Organizers of “Our Youth, Their Future” hope the rally will become an annual occurrence, and serve as a springboard for monthly events for teens across town.
“We’re not just talking about African-Americans. This is for the whole, entire community,” said Dorothy Holman, Toshiba’s mother. “We don’t want kids on the corner smoking blunts or selling drugs or joining gangs. We want to get them away from that.”
“They need something to do. We want to talk with them and give them positive things to do,” said Malissa Osborne-Hairston, another mom involved in the planning.
As she gave her interview at the park, around suppertime one night this week, several teen-aged boys were hanging out. She handed them flyers to distribute for next month’s rally, and peppered them with reminders to come up with suggestions for teen activities.
The playground is a short walk from the Morristown Neighborhood House, which offers many programs for youths from disadvantaged backgrounds. The “Our Youth” organizers said some single parents cannot afford the fees there, however.

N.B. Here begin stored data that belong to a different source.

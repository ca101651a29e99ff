// ==========================================
// 制造运营管理系统 - 通知与加载门控
// ==========================================
// 职责: 定义展示层协作者的窄接口，实现依赖倒置
// - NotificationSink: show(kind, title, description)
// - LoadingGate: set_busy(bool)
// 说明: 引擎层只依赖 trait，具体渲染由调用方注入
// ==========================================

use std::sync::{Arc, Mutex, PoisonError};

use serde::{Deserialize, Serialize};

use crate::domain::types::NotificationKind;
use crate::i18n::{t, t_with_args};

// ==========================================
// Notification - 通知内容
// ==========================================
#[derive(Debug, Clone, PartialEq, Eq, Serialize, Deserialize)]
pub struct Notification {
    pub kind: NotificationKind,
    pub title: String,
    pub description: String,
}

impl Notification {
    pub fn new(
        kind: NotificationKind,
        title: impl Into<String>,
        description: impl Into<String>,
    ) -> Self {
        Self {
            kind,
            title: title.into(),
            description: description.into(),
        }
    }

    /// 成功通知（标题取当前语言）
    pub fn success(description: impl Into<String>) -> Self {
        Self::new(
            NotificationKind::Success,
            t("work_order.notify.success_title"),
            description,
        )
    }

    /// 失败通知（标题取当前语言）
    pub fn danger(description: impl Into<String>) -> Self {
        Self::new(
            NotificationKind::Danger,
            t("work_order.notify.error_title"),
            description,
        )
    }

    /// 按 i18n 键构造失败通知
    pub fn danger_with(key: &str, args: &[(&str, &str)]) -> Self {
        Self::danger(t_with_args(key, args))
    }

    /// 按 i18n 键构造成功通知
    pub fn success_with(key: &str, args: &[(&str, &str)]) -> Self {
        Self::success(t_with_args(key, args))
    }
}

// ==========================================
// 展示层 Trait
// ==========================================

/// 通知输出
pub trait NotificationSink: Send + Sync {
    fn show(&self, notification: Notification);
}

/// 忙碌状态门控
///
/// 保存/加载期间置 true，结束（无论成败）置 false
pub trait LoadingGate: Send + Sync {
    fn set_busy(&self, busy: bool);
}

// ==========================================
// 默认实现
// ==========================================

/// 空操作通知输出
///
/// 用于不需要展示通知的场景（如单元测试）
#[derive(Debug, Clone, Default)]
pub struct NoOpNotificationSink;

impl NotificationSink for NoOpNotificationSink {
    fn show(&self, notification: Notification) {
        tracing::debug!(
            kind = %notification.kind,
            "NoOpNotificationSink: 跳过通知 - {}",
            notification.description
        );
    }
}

/// 写日志的通知输出（无界面时使用）
#[derive(Debug, Clone, Default)]
pub struct TracingNotificationSink;

impl NotificationSink for TracingNotificationSink {
    fn show(&self, notification: Notification) {
        match notification.kind {
            NotificationKind::Success => tracing::info!(
                title = %notification.title,
                "{}",
                notification.description
            ),
            NotificationKind::Danger => tracing::warn!(
                title = %notification.title,
                "{}",
                notification.description
            ),
        }
    }
}

/// 空操作门控
#[derive(Debug, Clone, Default)]
pub struct NoOpLoadingGate;

impl LoadingGate for NoOpLoadingGate {
    fn set_busy(&self, busy: bool) {
        tracing::trace!(busy, "NoOpLoadingGate");
    }
}

// ==========================================
// SharedLoadingGate - 引用计数的加载门控
// ==========================================
// 目录加载与保存共用同一个门控：
// 第一个占用者打开忙碌状态，最后一个释放者关闭
pub struct SharedLoadingGate {
    inner: Arc<dyn LoadingGate>,
    holders: Mutex<usize>,
}

impl SharedLoadingGate {
    pub fn new(inner: Arc<dyn LoadingGate>) -> Self {
        Self {
            inner,
            holders: Mutex::new(0),
        }
    }

    /// 当前占用者数量
    pub fn holders(&self) -> usize {
        *self.holders.lock().unwrap_or_else(PoisonError::into_inner)
    }
}

impl LoadingGate for SharedLoadingGate {
    fn set_busy(&self, busy: bool) {
        let mut holders = self.holders.lock().unwrap_or_else(PoisonError::into_inner);
        if busy {
            *holders += 1;
            if *holders == 1 {
                self.inner.set_busy(true);
            }
            return;
        }

        match *holders {
            0 => tracing::warn!("加载门控未占用却收到释放"),
            1 => {
                *holders = 0;
                self.inner.set_busy(false);
            }
            _ => *holders -= 1,
        }
    }
}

“It used to be a place where you could go without having to worry about having a membership,” said Acquanetta King.
Sharon Rudolph, a mother of two children, ages 12 and 4, said she hopes the rally will inspire kids and adults to create a series of movie nights, pizza nights and other outings. She said the Manahan Village neighborhood was shaken by the summer tragedies that included the suicide of a teen who was a former Morristown resident.
The rally idea took shape at an August event called “Kids on Top.” A key figure was the Rev. Alfonso Sherald, pastor of the Bethel AME Church and a strong advocate for area kids. Sadly, the Rev. Sherald passed away this month.
Morristown Mayor Tim Dougherty memorialized the pastor at this week’s town council meeting. He praised the ladies’ “Our Youth” effort and pledged to support it.
“These women may reach people who don’t get reached,” the Mayor said. “We’ve got to make sure kids of all ages have activities, and people they can talk to.”
Although nothing is on the drawing board at the moment, the Mayor said he would love to see a community recreation center in town.
Earlier generations of kids probably had an easier time entertaining themselves, he said, because face-to-face interaction was more the norm. Now, in a world of mobile internet, temptation arrives in an endless digital stream.
“It’s definitely a different world,” the Mayor said. “Kids just text. They don’t talk. We really need to get out there and work with our youths. . . If we don’t keep our youths engaged and active, we can lose some youths.”